Benchmarking Bias Mitigation Toward Fairness Without Harm from Vision to LVLMs¶

Conference: ICLR 2026
OpenReview: https://openreview.net/forum?id=GLPmZhhCAE
Code: https://github.com/osu-srml/NH-Fair
Area: AI Safety / Fairness / Multimodal VLM
Keywords: Fairness evaluation, fairness without harm, bias mitigation, LVLM, model selection

TL;DR¶

This paper proposes NH-Fair, a "Fairness Without Harm" evaluation benchmark covering classical vision models and Large Vision-Language Models (LVLMs), unifying data, metrics, and training protocols. Through a two-stage model selection process (DTO to select ERM baseline + FWH four-quadrant selection for mitigation methods), it systematically proves that many specialized debiasing algorithms do not consistently outperform a well-tuned ERM. Data augmentation is the most practical path for harmless enhancement, while simply scaling up models does not necessarily make them fairer.

Background & Motivation¶

Background: Machine learning models inherit and amplify social biases from training data. Consequently, a large number of fairness metrics (demographic parity, equalized odds, overall accuracy parity, max-min fairness, etc.) and mitigation methods (pre-processing, in-processing, and post-processing) have emerged. Recently, a line of work on "fairness without harm" has appeared, advocating for narrowing group gaps without degrading the performance of any single group.
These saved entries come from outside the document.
use serde::{Deserialize, Serialize};

use crate::models::{Handle, QuorumTaskId, TaskId};

#[derive(Clone, Copy, Debug, Eq, PartialEq, Hash, Serialize, Deserialize)]
#[serde(rename_all = "snake_case")]
pub enum RosterChange {
    Added,
    Removed,
}

#[derive(Clone, Debug, Eq, PartialEq, Serialize, Deserialize)]
#[serde(rename_all = "snake_case")]
pub enum Notification {
    TaskCreated {
        task_id: TaskId,
        redundancy: u32,
    },
    RosterChanged {
        change: RosterChange,
        worker: Handle,
    },
    TaskFinalized {
        task_id: TaskId,
    },
    QuorumTaskCreated {
        quorum_task_id: QuorumTaskId,
        variant_count: u32,
        quorum_threshold: u32,
    },
    QuorumReached {
        quorum_task_id: QuorumTaskId,
    },
}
Limitations of Prior Work: Horizontal comparisons in fairness research are extremely chaotic—heterogeneous datasets, inconsistent measurement of fairness metrics, evaluation of vision and multimodal models being siloed, and generally insufficient hyperparameter tuning. Many papers claim "state-of-the-art" results under fixed hyperparameters and undertrained baselines. Existing benchmarks (MEDFAIR only covers medical data, FFB uses outdated methods with insufficient tuning, ABCFair only handles tabular data with fixed hyperparameters) fail to answer key questions.

Key Challenge: There is a natural tension between fairness intervention and performance. Taking demographic parity as an example, if the base positive rates of two groups differ, forcing \(P[h(X)=y\mid A=a]\) to be equal across groups will pull predictions away from the per-group optimal value \(p_0\), raising overall risk. In extreme cases, this regresses into a mediocre classifier that "pulls everyone down together"—known as the notorious "race to the bottom" in fairness research.

Goal: Answer three questions under a unified protocol: (1) After equally sufficient tuning, can specialized debiasing methods actually beat a well-tuned ERM? Which training choices are most critical for fairness? (2) Does simply scaling model size bring fairness? (3) In the era of foundation models, are multimodal/LVLMs already "fair enough"?

Key Insight: Instead of continuing to pile up fairness algorithms, it is better to first build a "tuning-aware" fairness benchmark, treating ERM as a strong, seriously tuned baseline, and then measuring all methods using a unified no-harm criterion.

Core Idea: Use NH-Fair, a unified benchmark across vision and LVLMs, combined with a two-stage model selection process (DTO + FWH), to make "enhancing fairness without harming any group" a reproducible and fairly comparable evaluation.

Method¶

Overall Architecture¶

NH-Fair is an evaluation pipeline rather than a new model. It first performs extensive hyperparameter searches for ERM and 12 debiasing methods across seven image datasets with demographic/spurious correlation annotations. Then, it uses the DTO criterion to select a truly strong ERM baseline from a pool of candidates. Next, it uses the FWH criterion to categorize each debiasing method relative to this ERM baseline into four "quadrants," selecting representative models for each method in "no-harm priority" order. Finally, it conducts comparisons using four unified fairness metrics + overhead under three paradigms: supervised vision, zero-shot multimodal matching (CLIP/BLIP2), and LVLM Vision-Question Answering (VQA), while additionally studying training choices and LVLM scaling.

The core of the entire pipeline is "using a finely-tuned and carefully selected ERM as the frame of reference for fairness," where the quality of all methods is judged relative to this reference.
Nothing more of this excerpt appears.